→ **Work instructions**:
Copy out each line in the material below that has the word "InvalidOperation".

→ **Extracted material**:
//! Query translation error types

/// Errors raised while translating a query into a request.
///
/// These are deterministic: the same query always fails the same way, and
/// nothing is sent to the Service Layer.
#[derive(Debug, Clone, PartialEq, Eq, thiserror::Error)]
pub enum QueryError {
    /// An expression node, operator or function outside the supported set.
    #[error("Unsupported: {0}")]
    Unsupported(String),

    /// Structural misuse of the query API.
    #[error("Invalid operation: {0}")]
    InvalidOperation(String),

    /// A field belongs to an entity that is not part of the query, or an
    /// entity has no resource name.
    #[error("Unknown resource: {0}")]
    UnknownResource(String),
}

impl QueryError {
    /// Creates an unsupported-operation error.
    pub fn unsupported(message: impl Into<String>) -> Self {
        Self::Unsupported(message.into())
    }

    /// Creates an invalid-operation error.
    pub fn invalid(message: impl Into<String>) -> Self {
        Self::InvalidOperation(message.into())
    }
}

==

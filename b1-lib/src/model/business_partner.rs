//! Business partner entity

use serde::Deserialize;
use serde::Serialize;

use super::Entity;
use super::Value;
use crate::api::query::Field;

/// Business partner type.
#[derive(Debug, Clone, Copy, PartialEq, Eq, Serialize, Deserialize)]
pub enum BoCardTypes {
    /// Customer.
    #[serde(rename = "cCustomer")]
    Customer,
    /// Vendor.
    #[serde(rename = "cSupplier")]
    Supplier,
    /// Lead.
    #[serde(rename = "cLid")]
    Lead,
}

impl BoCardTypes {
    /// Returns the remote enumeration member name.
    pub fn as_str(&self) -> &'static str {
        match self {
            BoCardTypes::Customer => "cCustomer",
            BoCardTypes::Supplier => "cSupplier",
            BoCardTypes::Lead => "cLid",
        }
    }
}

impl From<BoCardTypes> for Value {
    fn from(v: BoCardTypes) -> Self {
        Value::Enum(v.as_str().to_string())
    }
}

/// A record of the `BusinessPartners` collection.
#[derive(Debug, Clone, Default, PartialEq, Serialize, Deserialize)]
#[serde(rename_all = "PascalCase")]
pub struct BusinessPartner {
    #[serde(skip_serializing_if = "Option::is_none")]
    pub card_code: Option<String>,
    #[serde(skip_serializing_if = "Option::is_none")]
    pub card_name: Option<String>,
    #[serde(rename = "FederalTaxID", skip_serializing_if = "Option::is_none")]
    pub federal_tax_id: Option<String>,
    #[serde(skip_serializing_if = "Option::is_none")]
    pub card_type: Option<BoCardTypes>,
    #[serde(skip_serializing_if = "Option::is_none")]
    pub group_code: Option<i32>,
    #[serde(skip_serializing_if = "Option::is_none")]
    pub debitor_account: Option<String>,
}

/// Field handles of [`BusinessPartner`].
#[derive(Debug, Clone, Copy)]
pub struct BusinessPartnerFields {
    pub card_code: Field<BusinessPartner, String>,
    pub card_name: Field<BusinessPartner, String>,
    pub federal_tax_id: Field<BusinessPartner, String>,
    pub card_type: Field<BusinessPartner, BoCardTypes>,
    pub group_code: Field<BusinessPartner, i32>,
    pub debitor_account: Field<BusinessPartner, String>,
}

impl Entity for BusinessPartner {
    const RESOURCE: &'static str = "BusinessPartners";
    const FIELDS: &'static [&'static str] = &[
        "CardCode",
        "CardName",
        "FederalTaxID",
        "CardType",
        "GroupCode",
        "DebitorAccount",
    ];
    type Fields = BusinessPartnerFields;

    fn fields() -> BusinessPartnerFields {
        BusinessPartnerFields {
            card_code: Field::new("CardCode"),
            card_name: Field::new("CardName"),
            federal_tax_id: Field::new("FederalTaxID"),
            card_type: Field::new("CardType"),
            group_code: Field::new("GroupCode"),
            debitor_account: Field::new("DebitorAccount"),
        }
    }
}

→ **Exercise output**:
    InvalidOperation(String),
        Self::InvalidOperation(message.into())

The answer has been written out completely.